- _ASSIGNMENT_
If a line in the material below has the word "ErrorResponse", copy it.

......

use serde::{Deserialize, Serialize};

use crate::models::domain::{GeofenceEvent, MatchedPair, PlannedRoute, ScanItem};

/// Response for the route planning endpoint
#[derive(Debug, Clone, Serialize, Deserialize)]
pub struct PlanRouteResponse {
    pub route: PlannedRoute,
}

/// Response when a monitoring session is opened
#[derive(Debug, Clone, Serialize, Deserialize)]
pub struct StartSessionResponse {
    #[serde(rename = "sessionId")]
    pub session_id: uuid::Uuid,
    #[serde(rename = "zoneCount")]
    pub zone_count: usize,
}

/// Response for a processed position sample
#[derive(Debug, Clone, Serialize, Deserialize)]
pub struct SampleResponse {
    #[serde(rename = "activeZones")]
    pub active_zones: Vec<String>,
    pub events: Vec<GeofenceEvent>,
}

/// Response when a monitoring session is stopped
#[derive(Debug, Clone, Serialize, Deserialize)]
pub struct StopSessionResponse {
    #[serde(rename = "sessionId")]
    pub session_id: uuid::Uuid,
    pub stopped: bool,
}

/// Recent events retained by a monitoring session
#[derive(Debug, Clone, Serialize, Deserialize)]
pub struct SessionEventsResponse {
    pub events: Vec<GeofenceEvent>,
}

/// Response for the sort matching endpoint
#[derive(Debug, Clone, Serialize, Deserialize)]
pub struct SortMatchResponse {
    pub pairs: Vec<MatchedPair>,
    #[serde(rename = "unmatchedBoxes")]
    pub unmatched_boxes: Vec<ScanItem>,
    #[serde(rename = "unmatchedInvoices")]
    pub unmatched_invoices: Vec<ScanItem>,
    #[serde(rename = "totalItems")]
    pub total_items: usize,
}

/// Health check response
#[derive(Debug, Clone, Serialize, Deserialize)]
pub struct HealthResponse {
    pub status: String,
    pub version: String,
    pub timestamp: chrono::DateTime<chrono::Utc>,
}

/// Error response
#[derive(Debug, Clone, Serialize, Deserialize)]
pub struct ErrorResponse {
    pub error: String,
    pub message: String,
    pub status_code: u16,
}
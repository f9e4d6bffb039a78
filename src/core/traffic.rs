use chrono::Timelike;

/// A time-of-day band with its travel-time multiplier
///
/// Hours use `[start, end)` semantics; `start_hour > end_hour` means the band
/// wraps midnight (e.g. 22–5 covers 22:00 through 04:59).
#[derive(Debug, Clone, Copy, PartialEq)]
pub struct TrafficBand {
    pub start_hour: u32,
    pub end_hour: u32,
    pub factor: f64,
}

impl TrafficBand {
    pub fn new(start_hour: u32, end_hour: u32, factor: f64) -> Self {
        Self { start_hour, end_hour, factor }
    }

    /// Check whether an hour of day falls inside this band
    #[inline]
    pub fn contains(&self, hour: u32) -> bool {
        if self.start_hour <= self.end_hour {
            // Non-wrapping band; start == end is a degenerate band matching nothing
            hour >= self.start_hour && hour < self.end_hour
        } else {
            hour >= self.start_hour || hour < self.end_hour
        }
    }
}

/// Ordered lookup table of traffic bands
///
/// Bands are expected not to overlap; the first matching band wins. Hours
/// outside every band get a neutral 1.0 multiplier.
#[derive(Debug, Clone)]
pub struct TrafficSchedule {
    bands: Vec<TrafficBand>,
}

impl TrafficSchedule {
    pub fn new(bands: Vec<TrafficBand>) -> Self {
        Self { bands }
    }

    /// Multiplier for a given hour of day (0-23)
    pub fn factor_at(&self, hour: u32) -> f64 {
        self.bands
            .iter()
            .find(|band| band.contains(hour))
            .map(|band| band.factor)
            .unwrap_or(1.0)
    }

    /// Multiplier for the hour of a departure timestamp
    pub fn factor_for(&self, at: chrono::DateTime<chrono::Utc>) -> f64 {
        self.factor_at(at.hour())
    }
}

impl Default for TrafficSchedule {
    fn default() -> Self {
        Self::new(vec![
            // Morning peak
            TrafficBand::new(7, 10, 1.35),
            // Lunch
            TrafficBand::new(12, 14, 1.15),
            // Evening peak
            TrafficBand::new(17, 20, 1.45),
            // Late night, wraps midnight
            TrafficBand::new(22, 5, 0.85),
        ])
    }
}
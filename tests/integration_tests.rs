// Integration tests for Rota Algo

use chrono::{DateTime, Duration, TimeZone, Utc};
use rota_algo::core::geofence::{MonitorConfig, MonitorSession};
use rota_algo::core::report::render_sort_report;
use rota_algo::core::{distance_km, Sequencer, SortMatcher};
use rota_algo::models::{
    Coordinate, RecognizedFields, ScanItem, ScanStatus, Stop, TransitionKind, Zone, ZoneGeometry,
};

fn create_stop(id: &str, lat: f64, lng: f64) -> Stop {
    Stop {
        id: id.to_string(),
        address: format!("Rua {} 100", id),
        coordinate: Coordinate::new(lat, lng),
        arrival_window: None,
    }
}

fn create_item(id: &str, fields: RecognizedFields) -> ScanItem {
    ScanItem {
        id: id.to_string(),
        recognized_fields: fields,
        status: ScanStatus::Ready,
    }
}

fn departure() -> DateTime<Utc> {
    Utc.with_ymd_and_hms(2024, 6, 3, 15, 0, 0).unwrap()
}

#[test]
fn test_end_to_end_route_planning() {
    let sequencer = Sequencer::with_defaults();
    let origin = Coordinate::new(-23.5505, -46.6333);

    let stops = vec![
        create_stop("paulista", -23.5610, -46.6558),
        create_stop("liberdade", -23.5400, -46.6400),
        create_stop("pinheiros", -23.5670, -46.7020),
        create_stop("moema", -23.6010, -46.6630),
    ];

    let route = sequencer.plan(origin, stops, true, departure());

    // All stops present, numbered 1..=4
    assert_eq!(route.stops.len(), 4);
    for (i, stop) in route.stops.iter().enumerate() {
        assert_eq!(stop.position, i + 1);
    }

    // The closest stop to the origin comes first
    let first = &route.stops[0];
    for other in &route.stops[1..] {
        assert!(
            distance_km(origin, first.stop.coordinate)
                <= distance_km(origin, other.stop.coordinate)
        );
    }

    // Metrics are populated and consistent
    assert!(route.metrics.total_distance_km > 0.0);
    assert!(route.metrics.total_time_min > 0.0);
    assert!(route.metrics.fuel_liters > 0.0);
    assert!(route.metrics.estimated_cost > 0.0);
    assert_eq!(route.metrics.per_stop_eta_min.len(), 4);
}

#[test]
fn test_route_planning_visits_closer_stop_first() {
    let sequencer = Sequencer::with_defaults();
    let origin = Coordinate::new(-23.5505, -46.6333);

    let a = Coordinate::new(-23.5610, -46.6558);
    let b = Coordinate::new(-23.5400, -46.6400);
    let stops = vec![create_stop("a", a.lat, a.lng), create_stop("b", b.lat, b.lng)];

    let route = sequencer.plan(origin, stops, false, departure());

    let expected_first = if distance_km(origin, a) < distance_km(origin, b) { "a" } else { "b" };
    assert_eq!(route.stops[0].stop.id, expected_first);
}

#[test]
fn test_driver_journey_through_zones() {
    let hub = Coordinate::new(-23.5505, -46.6333);
    let zones = vec![
        Zone {
            id: "hub".to_string(),
            name: "Distribution hub".to_string(),
            geometry: ZoneGeometry::Circle { center: hub, radius_km: 1.0 },
        },
        Zone {
            id: "center".to_string(),
            name: "City center".to_string(),
            geometry: ZoneGeometry::Polygon {
                vertices: vec![
                    Coordinate::new(-23.60, -46.70),
                    Coordinate::new(-23.60, -46.55),
                    Coordinate::new(-23.45, -46.55),
                    Coordinate::new(-23.45, -46.70),
                ],
            },
        },
    ];

    let session = MonitorSession::new(zones, MonitorConfig::default()).unwrap();
    session.start();

    let t0 = Utc.with_ymd_and_hms(2024, 6, 3, 8, 0, 0).unwrap();
    let far_away = Coordinate::new(-23.30, -46.30);

    // Begin far from everything
    let seed = session.process_sample(far_away, t0);
    assert!(seed.active_zones.is_empty());
    assert!(seed.events.is_empty());

    // Drive to the hub: inside both the circle and the city polygon
    let arrived = session.process_sample(hub, t0 + Duration::minutes(5));
    assert_eq!(arrived.active_zones, vec!["hub".to_string(), "center".to_string()]);
    assert_eq!(arrived.events.len(), 2);
    assert!(arrived.events.iter().all(|e| e.kind == TransitionKind::Enter));

    // Leave the hub but stay in the city
    let nearby = Coordinate::new(-23.52, -46.60);
    let left_hub = session.process_sample(nearby, t0 + Duration::minutes(10));
    assert_eq!(left_hub.active_zones, vec!["center".to_string()]);
    assert_eq!(left_hub.events.len(), 1);
    assert_eq!(left_hub.events[0].kind, TransitionKind::Exit);
    assert_eq!(left_hub.events[0].zone_id, "hub");

    // The session retains the full event history, in order
    let recent = session.recent_events();
    assert_eq!(recent.len(), 3);
    assert!(recent[0].timestamp <= recent[1].timestamp);
}

#[test]
fn test_boundary_jitter_emits_a_single_enter() {
    let hub = Coordinate::new(-23.5505, -46.6333);
    let zone = Zone {
        id: "hub".to_string(),
        name: "Distribution hub".to_string(),
        geometry: ZoneGeometry::Circle { center: hub, radius_km: 1.0 },
    };

    let session = MonitorSession::new(vec![zone], MonitorConfig::default()).unwrap();
    session.start();

    let t0 = Utc.with_ymd_and_hms(2024, 6, 3, 8, 0, 0).unwrap();
    let outside = Coordinate::new(-23.30, -46.30);

    session.process_sample(outside, t0);
    session.process_sample(hub, t0 + Duration::seconds(15));
    session.process_sample(outside, t0 + Duration::seconds(17));
    // Second crossing 5 seconds after the first: debounced
    session.process_sample(hub, t0 + Duration::seconds(20));

    let enters = session
        .recent_events()
        .iter()
        .filter(|e| e.kind == TransitionKind::Enter)
        .count();
    assert_eq!(enters, 1);
}

#[test]
fn test_bad_zone_fails_before_monitoring_starts() {
    let zones = vec![
        Zone {
            id: "good".to_string(),
            name: "Good zone".to_string(),
            geometry: ZoneGeometry::Circle {
                center: Coordinate::new(-23.5505, -46.6333),
                radius_km: 2.0,
            },
        },
        Zone {
            id: "bad".to_string(),
            name: "Degenerate polygon".to_string(),
            geometry: ZoneGeometry::Polygon {
                vertices: vec![Coordinate::new(-23.5, -46.6)],
            },
        },
    ];

    assert!(MonitorSession::new(zones, MonitorConfig::default()).is_err());
}

#[test]
fn test_end_to_end_sort_session() {
    let matcher = SortMatcher::new();

    let boxes = vec![
        create_item(
            "box-1",
            RecognizedFields {
                order_code: Some("PED104".to_string()),
                ..Default::default()
            },
        ),
        create_item(
            "box-2",
            RecognizedFields {
                sub_route_code: Some("rota-b2".to_string()),
                ..Default::default()
            },
        ),
        create_item(
            "box-3",
            RecognizedFields {
                postal_code: Some("04038-001".to_string()),
                ..Default::default()
            },
        ),
        create_item("box-4", RecognizedFields::default()),
    ];

    let invoices = vec![
        create_item(
            "inv-1",
            RecognizedFields {
                postal_code: Some("04038001".to_string()),
                recipient: Some("Ana Costa".to_string()),
                ..Default::default()
            },
        ),
        create_item(
            "inv-2",
            RecognizedFields {
                order_code: Some("PED104".to_string()),
                recipient: Some("Bruno Lima".to_string()),
                address: Some("Av. Paulista 900".to_string()),
                ..Default::default()
            },
        ),
        create_item(
            "inv-3",
            RecognizedFields {
                sub_route_code: Some("ROTA-B2".to_string()),
                ..Default::default()
            },
        ),
        create_item("inv-5", RecognizedFields::default()),
    ];

    let outcome = matcher.pair(boxes, invoices);

    // Three confident pairs, by decreasing criterion confidence
    assert_eq!(outcome.pairs.len(), 3);
    assert_eq!(outcome.pairs[0].box_item.id, "box-1");
    assert_eq!(outcome.pairs[0].invoice.id, "inv-2");
    assert_eq!(outcome.pairs[0].match_score, 50);
    assert_eq!(outcome.pairs[1].box_item.id, "box-2");
    assert_eq!(outcome.pairs[1].invoice.id, "inv-3");
    assert_eq!(outcome.pairs[1].match_score, 40);
    assert_eq!(outcome.pairs[2].box_item.id, "box-3");
    assert_eq!(outcome.pairs[2].invoice.id, "inv-1");
    assert_eq!(outcome.pairs[2].match_score, 30);

    // Leftovers are reported, never dropped
    assert_eq!(outcome.unmatched_boxes.len(), 1);
    assert_eq!(outcome.unmatched_boxes[0].id, "box-4");
    assert_eq!(outcome.unmatched_invoices.len(), 1);
    assert_eq!(outcome.unmatched_invoices[0].id, "inv-5");

    // Tags are unique and colors assigned
    let tags: Vec<&str> = outcome.pairs.iter().map(|p| p.visual_tag.as_str()).collect();
    assert_eq!(tags.len(), 3);
    assert!(tags.iter().all(|t| t.len() >= 10));
    assert!(outcome.pairs.iter().all(|p| p.tag_color.starts_with('#')));

    // The handoff report mentions every pair and leftover
    let report = render_sort_report(&outcome);
    assert!(report.contains("3 paired | 1 boxes left | 1 invoices left"));
    assert!(report.contains("recipient: Bruno Lima"));
    assert!(report.contains("  - box-4"));
    assert!(report.contains("  - inv-5"));
}

#[test]
fn test_plan_output_feeds_monitoring() {
    // A planned route's stops can seed the zones a driver is monitored in
    let sequencer = Sequencer::with_defaults();
    let origin = Coordinate::new(-23.5505, -46.6333);
    let stops = vec![
        create_stop("paulista", -23.5610, -46.6558),
        create_stop("liberdade", -23.5400, -46.6400),
    ];

    let route = sequencer.plan(origin, stops, false, departure());

    let zones: Vec<Zone> = route
        .stops
        .iter()
        .map(|s| Zone {
            id: s.stop.id.clone(),
            name: s.stop.address.clone(),
            geometry: ZoneGeometry::Circle {
                center: s.stop.coordinate,
                radius_km: 0.3,
            },
        })
        .collect();

    let session = MonitorSession::new(zones, MonitorConfig::default()).unwrap();
    session.start();

    let t0 = Utc.with_ymd_and_hms(2024, 6, 3, 9, 0, 0).unwrap();
    session.process_sample(origin, t0);

    // Arriving at the first planned stop enters exactly its zone
    let first_stop = route.stops[0].stop.coordinate;
    let outcome = session.process_sample(first_stop, t0 + Duration::minutes(12));
    assert_eq!(outcome.active_zones, vec![route.stops[0].stop.id.clone()]);
    assert_eq!(outcome.events.len(), 1);
    assert_eq!(outcome.events[0].kind, TransitionKind::Enter);
}
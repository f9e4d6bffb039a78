use std::collections::HashSet;

use actix_web::{web, HttpResponse, Responder};
use validator::Validate;

use crate::models::{ErrorResponse, PlanRouteRequest, PlanRouteResponse};
use crate::routes::AppState;

/// Configure route planning endpoints
pub fn configure(cfg: &mut web::ServiceConfig) {
    cfg.route("/routes/plan", web::post().to(plan_route));
}

/// Plan a delivery route
///
/// POST /api/v1/routes/plan
///
/// Request body:
/// ```json
/// {
///   "origin": { "lat": -23.5505, "lng": -46.6333 },
///   "stops": [{ "id": "string", "address": "string", "coordinate": {...} }],
///   "includeReturnToOrigin": false,
///   "departureTime": "2024-06-03T12:00:00Z"
/// }
/// ```
async fn plan_route(
    state: web::Data<AppState>,
    req: web::Json<PlanRouteRequest>,
) -> impl Responder {
    // Validate request shape
    if let Err(errors) = req.validate() {
        tracing::info!("Validation failed for plan request: {}", errors);
        return HttpResponse::BadRequest().json(ErrorResponse {
            error: "Validation failed".to_string(),
            message: errors.to_string(),
            status_code: 400,
        });
    }

    if !req.origin.is_valid() || req.stops.iter().any(|stop| !stop.coordinate.is_valid()) {
        return HttpResponse::BadRequest().json(ErrorResponse {
            error: "Invalid coordinates".to_string(),
            message: "latitude must be within [-90, 90] and longitude within [-180, 180]"
                .to_string(),
            status_code: 400,
        });
    }

    // Stop ids must be unique within a route
    {
        let mut seen = HashSet::new();
        if let Some(duplicate) = req.stops.iter().find(|stop| !seen.insert(stop.id.as_str())) {
            return HttpResponse::BadRequest().json(ErrorResponse {
                error: "Duplicate stop id".to_string(),
                message: format!("stop id {} appears more than once", duplicate.id),
                status_code: 400,
            });
        }
    }

    let request = req.into_inner();
    let departure = request.departure_time.unwrap_or_else(chrono::Utc::now);

    tracing::info!(
        "Planning route with {} stops (return leg: {})",
        request.stops.len(),
        request.include_return
    );

    let route = state
        .sequencer
        .plan(request.origin, request.stops, request.include_return, departure);

    tracing::debug!(
        "Planned {:.1} km over {} stops in {:.0} min",
        route.metrics.total_distance_km,
        route.stops.len(),
        route.metrics.total_time_min
    );

    HttpResponse::Ok().json(PlanRouteResponse { route })
}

......

- _RESULT FOR THIS TASK_
pub struct ErrorResponse {
use crate::models::{ErrorResponse, PlanRouteRequest, PlanRouteResponse};
        return HttpResponse::BadRequest().json(ErrorResponse {
        return HttpResponse::BadRequest().json(ErrorResponse {
            return HttpResponse::BadRequest().json(ErrorResponse {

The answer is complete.